La presente invención se refiere a un método
para supervisar el efecto de la administración in vivo de
inhibidores de catepsina S a través de la medición de la acumulación
de un producto de degradación intermedio de cadena invariante (li),
en particular el fragmento p 10 li, en sangre de sujetos
dosificados.
El reconocimiento de moléculas de clase IIMHC
que presentan antígeno por células CD4*T es un componente crucial
de la respuesta inmunológica.
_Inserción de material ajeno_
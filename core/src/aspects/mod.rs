pub mod detector;
pub mod types;

pub use detector::AspectDetector;
pub use types::{Aspect, AspectKind, OrbPolicy, ALL_ASPECT_KINDS, DEFAULT_ORB};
Las moléculas de Clase II, como otras
proteínas transmembrana, son trasladadas al retículo endoplásmico
después de la síntesis, donde se asocian con una tercera proteína,
la cadena invariante (li): está molécula es una proteína de
transmembrana de tipo II, que sirve como un acompañante específico
de la clase II, que favorece la salida de complejos de clase
II-li desde el retículo endoplásmico y previene que
moléculas de clase II se liguen con péptidos y proteínas desplegadas
en el retículo endoplásmico y en la trayectoria de secreción.
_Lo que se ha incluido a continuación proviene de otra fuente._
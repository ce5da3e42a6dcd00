//! The fixed set of celestial bodies carried in a natal chart.

use serde::{Deserialize, Serialize};

/// The ten bodies of a natal chart.
#[derive(Debug, Clone, Copy, PartialEq, Eq, Hash, Serialize, Deserialize)]
#[serde(rename_all = "lowercase")]
pub enum CelestialBody {
    Sun,
    Moon,
    Mercury,
    Venus,
    Mars,
    Jupiter,
    Saturn,
    Uranus,
    Neptune,
    Pluto,
}

/// All ten bodies in chart order. Output sequences and aspect pairing
/// follow this order.
pub const ALL_BODIES: [CelestialBody; 10] = [
    CelestialBody::Sun,
    CelestialBody::Moon,
    CelestialBody::Mercury,
    CelestialBody::Venus,
    CelestialBody::Mars,
    CelestialBody::Jupiter,
    CelestialBody::Saturn,
    CelestialBody::Uranus,
    CelestialBody::Neptune,
    CelestialBody::Pluto,
];

impl CelestialBody {
    pub const fn name(self) -> &'static str {
        match self {
            Self::Sun => "Sun",
            Self::Moon => "Moon",
            Self::Mercury => "Mercury",
            Self::Venus => "Venus",
            Self::Mars => "Mars",
            Self::Jupiter => "Jupiter",
            Self::Saturn => "Saturn",
            Self::Uranus => "Uranus",
            Self::Neptune => "Neptune",
            Self::Pluto => "Pluto",
        }
    }

    /// Arabic display name.
    pub const fn arabic_name(self) -> &'static str {
        match self {
            Self::Sun => "الشمس",
            Self::Moon => "القمر",
            Self::Mercury => "عطارد",
            Self::Venus => "الزهرة",
            Self::Mars => "المريخ",
            Self::Jupiter => "المشتري",
            Self::Saturn => "زحل",
            Self::Uranus => "أورانوس",
            Self::Neptune => "نبتون",
            Self::Pluto => "بلوتو",
        }
    }

    /// Swiss Ephemeris body number.
    pub const fn swiss_code(self) -> i32 {
        match self {
            Self::Sun => 0,
            Self::Moon => 1,
            Self::Mercury => 2,
            Self::Venus => 3,
            Self::Mars => 4,
            Self::Jupiter => 5,
            Self::Saturn => 6,
            Self::Uranus => 7,
            Self::Neptune => 8,
            Self::Pluto => 9,
        }
    }

    /// Position in [`ALL_BODIES`].
    pub const fn index(self) -> usize {
        self as usize
    }
}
Un motivo objetivo en la cola citoplásmica de li
dirige los complejos desde la trayectoria de secreción al sistema
endosomal. Antes de que las moléculas de clase II MHC puedan
presentar antígeno, debe eliminarse el li. Esto se realiza a través
de una serie de proteasas que fragmentan el li en péptidos pequeños.
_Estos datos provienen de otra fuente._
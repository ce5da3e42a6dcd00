//! Zodiac sign mapping over ecliptic longitudes.
//!
//! The ecliptic circle divides into 12 equal signs of 30 degrees each,
//! starting from Aries at 0 degrees.

use serde::{Deserialize, Serialize};

/// The 12 zodiac signs in ecliptic order.
#[derive(Debug, Clone, Copy, PartialEq, Eq, Hash, Serialize, Deserialize)]
#[serde(rename_all = "lowercase")]
pub enum ZodiacSign {
    Aries,
    Taurus,
    Gemini,
    Cancer,
    Leo,
    Virgo,
    Libra,
    Scorpio,
    Sagittarius,
    Capricorn,
    Aquarius,
    Pisces,
}

/// All 12 signs in order, index 0 = Aries.
pub const ALL_SIGNS: [ZodiacSign; 12] = [
    ZodiacSign::Aries,
    ZodiacSign::Taurus,
    ZodiacSign::Gemini,
    ZodiacSign::Cancer,
    ZodiacSign::Leo,
    ZodiacSign::Virgo,
    ZodiacSign::Libra,
    ZodiacSign::Scorpio,
    ZodiacSign::Sagittarius,
    ZodiacSign::Capricorn,
    ZodiacSign::Aquarius,
    ZodiacSign::Pisces,
];

impl ZodiacSign {
    pub const fn name(self) -> &'static str {
        match self {
            Self::Aries => "Aries",
            Self::Taurus => "Taurus",
            Self::Gemini => "Gemini",
            Self::Cancer => "Cancer",
            Self::Leo => "Leo",
            Self::Virgo => "Virgo",
            Self::Libra => "Libra",
            Self::Scorpio => "Scorpio",
            Self::Sagittarius => "Sagittarius",
            Self::Capricorn => "Capricorn",
            Self::Aquarius => "Aquarius",
            Self::Pisces => "Pisces",
        }
    }

    /// Arabic display name.
    pub const fn arabic_name(self) -> &'static str {
        match self {
            Self::Aries => "الحمل",
            Self::Taurus => "الثور",
            Self::Gemini => "الجوزاء",
            Self::Cancer => "السرطان",
            Self::Leo => "الأسد",
            Self::Virgo => "العذراء",
            Self::Libra => "الميزان",
            Self::Scorpio => "العقرب",
            Self::Sagittarius => "القوس",
            Self::Capricorn => "الجدي",
            Self::Aquarius => "الدلو",
            Self::Pisces => "الحوت",
        }
    }

    /// Position in [`ALL_SIGNS`], 0 through 11.
    pub const fn index(self) -> usize {
        self as usize
    }

    pub const fn from_index(index: usize) -> Self {
        ALL_SIGNS[index % 12]
    }
}

/// Reduce a longitude into [0, 360). Never negative.
pub fn normalize_degrees(degrees: f64) -> f64 {
    degrees.rem_euclid(360.0)
}

/// A longitude expressed as a sign plus the degree within that sign.
#[derive(Debug, Clone, Copy, PartialEq, Serialize, Deserialize)]
pub struct SignPosition {
    pub sign: ZodiacSign,
    /// Degree within the sign, [0, 30).
    pub degree_in_sign: f64,
}

impl SignPosition {
    /// Map an ecliptic longitude to its sign.
    ///
    /// The longitude must already be reduced into [0, 360); callers
    /// normalize with [`normalize_degrees`] first.
    pub fn from_longitude(longitude: f64) -> Self {
        // values rounding up against 360 can floor to index 12
        let index = ((longitude / 30.0).floor() as usize).min(11);
        Self {
            sign: ZodiacSign::from_index(index),
            degree_in_sign: longitude - index as f64 * 30.0,
        }
    }
}

#[cfg(test)]
mod tests {
    use super::*;

    #[test]
    fn zero_longitude_is_first_degree_of_aries() {
        let pos = SignPosition::from_longitude(0.0);
        assert_eq!(pos.sign, ZodiacSign::Aries);
        assert_eq!(pos.degree_in_sign, 0.0);
    }

    #[test]
    fn last_fraction_of_circle_is_pisces() {
        let pos = SignPosition::from_longitude(359.999);
        assert_eq!(pos.sign, ZodiacSign::Pisces);
        assert!(pos.degree_in_sign < 30.0);
    }

    #[test]
    fn every_sign_spans_thirty_degrees() {
        for (i, sign) in ALL_SIGNS.iter().enumerate() {
            let lon = i as f64 * 30.0 + 15.0;
            let pos = SignPosition::from_longitude(lon);
            assert_eq!(pos.sign, *sign);
            assert!((pos.degree_in_sign - 15.0).abs() < 1e-12);
        }
    }

    #[test]
    fn normalize_handles_negative_and_oversized_input() {
        assert_eq!(normalize_degrees(-30.0), 330.0);
        assert_eq!(normalize_degrees(360.0), 0.0);
        assert_eq!(normalize_degrees(725.0), 5.0);
        assert!(normalize_degrees(-0.5) >= 0.0);
    }
}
Sin embargo, un fragmento li, llamado péptido de cadena invariante
asociado con la clase II (CLIP), que ocupa la muesca de ligazón del
péptido de la molécula de clase II, no se libera en la mayoría de
los casos de forma espontánea. El fragmento CLIP sirve como un
péptido sustituto que protege la bolsa de ligazón de clase II del
colapso durante el transporte intracelular y después la degradación
de Li en el sistema endosomal. La ligazón de péptidos antigénicos,
generados a partir de proteínas endocitosadas, requiere un sitio de
ligazón vacío, pero abierto y, por lo tanto, el CLIP debe liberarse
mientras el sitio de ligazón abierto debe estabilizarse para
permitir la ligazón de otros péptidos. El Antígeno de Leucocitos
Humanos DM ("HLA-DM") ha sido bien documentado
como mediador en estas dos funciones, favoreciendo de esta manera
la ligazón de péptidos antigénicos. Después de la adquisición de
los péptidos, las moléculas de clase II son transportadas a la
superficie de las células a través de rutas que son en gran medida
desconocidas.
El bloqueo de la presentación de antígeno es una
vía prometedora para inhibir la respuesta inmune. Esto podría
realizarse interrumpiendo la admisión, el procesamiento proteolítico
o la ligazón a moléculas de clase II MHC. El bloqueo de la admisión
puede ser problemático, puesto que muchos tipos de células
diferentes requieren esta función. Se puede utilizar la inhibición
del procesamiento proteolítico de antígeno particular, puesto que
diferentes proteasas pueden estar implicadas en la disociación de
diferentes antígenos, sin embargo estas proteasas no son
específicas y pueden conducir entonces a otros efectos secundarios.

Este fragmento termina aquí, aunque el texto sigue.